In 2000, there were 1,854 households, out of which 4.6% had children under the age of 18 living with them, 70.1% were married couples living together, 1.3% had a female householder with no husband present, and 28.0% were non-families. 26.8% of all households were made up of individuals, and 20.4% had someone living alone who was 65 years of age or older. The average household size was 1.86 and the average family size was 2.17.

In 2000, in the town, the population was spread out, with 4.9% under the age of 18, 1.0% from 18 to 24, 4.3% from 25 to 44, 26.9% from 45 to 64, and 62.9% who were 65 years of age or older. The median age was 69 years. For every 100 females, there were 85.5 males. For every 100 females age 18 and over, there were 85.1 males.

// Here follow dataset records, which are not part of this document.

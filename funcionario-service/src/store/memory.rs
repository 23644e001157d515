//! In-memory record store

use async_trait::async_trait;
use std::collections::BTreeMap;
use tokio::sync::RwLock;

use super::{EmployeeStore, StoreResult};
use crate::employee::{Employee, EmployeeId};

#[derive(Default)]
struct Table {
    rows: BTreeMap<EmployeeId, Employee>,
    last_id: EmployeeId,
}

/// Process-local employee table with sequential ids starting at 1
#[derive(Default)]
pub struct InMemoryEmployeeStore {
    table: RwLock<Table>,
}

impl InMemoryEmployeeStore {
    pub fn new() -> Self {
        Self::default()
    }

    /// Number of stored employees
    pub async fn len(&self) -> usize {
        self.table.read().await.rows.len()
    }

    pub async fn is_empty(&self) -> bool {
        self.len().await == 0
    }
}

#[async_trait]
impl EmployeeStore for InMemoryEmployeeStore {
    async fn find(&self, id: EmployeeId) -> StoreResult<Option<Employee>> {
        Ok(self.table.read().await.rows.get(&id).cloned())
    }

    async fn add(&self, mut employee: Employee) -> StoreResult<Employee> {
        let mut table = self.table.write().await;
        table.last_id += 1;
        employee.id = table.last_id;
        table.rows.insert(employee.id, employee.clone());
        Ok(employee)
    }

    async fn update(&self, employee: &Employee) -> StoreResult<()> {
        self.table
            .write()
            .await
            .rows
            .insert(employee.id, employee.clone());
        Ok(())
    }

    async fn remove(&self, id: EmployeeId) -> StoreResult<()> {
        self.table.write().await.rows.remove(&id);
        Ok(())
    }

    async fn can_connect(&self) -> StoreResult<bool> {
        Ok(true)
    }
}

#[cfg(test)]
mod tests {
    use super::*;

    fn employee(name: &str) -> Employee {
        Employee {
            name: Some(name.into()),
            department: Some("TI".into()),
            ..Employee::default()
        }
    }

    #[tokio::test]
    async fn test_add_assigns_sequential_ids() {
        let store = InMemoryEmployeeStore::new();
        let first = store.add(employee("Ana")).await.unwrap();
        let second = store.add(Employee { id: 40, ..employee("Bruno") }).await.unwrap();

        assert_eq!(first.id, 1);
        assert_eq!(second.id, 2);
        assert_eq!(store.find(2).await.unwrap().unwrap().name.as_deref(), Some("Bruno"));
        assert!(store.find(40).await.unwrap().is_none());
    }

    #[tokio::test]
    async fn test_ids_are_not_reused_after_remove() {
        let store = InMemoryEmployeeStore::new();
        let first = store.add(employee("Ana")).await.unwrap();
        store.remove(first.id).await.unwrap();
        assert!(store.is_empty().await);

        let second = store.add(employee("Bruno")).await.unwrap();
        assert_eq!(second.id, 2);
    }

    #[tokio::test]
    async fn test_update_overwrites_row() {
        let store = InMemoryEmployeeStore::new();
        let mut stored = store.add(employee("Ana")).await.unwrap();
        stored.salary = 4200.0;
        store.update(&stored).await.unwrap();

        assert_eq!(store.find(stored.id).await.unwrap().unwrap().salary, 4200.0);
        assert!(store.can_connect().await.unwrap());
    }
}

In 2000, the median income for a household in the town was $110,729, and the median income for a family was $141,952. Males had a median income of $100,000 versus $40,179 for females. The per capita income for the town was $102,511. About 1.5% of families and 2.2% of the population were below the poverty line, including none of those under age 18 and 2.9% of those age 65 or over.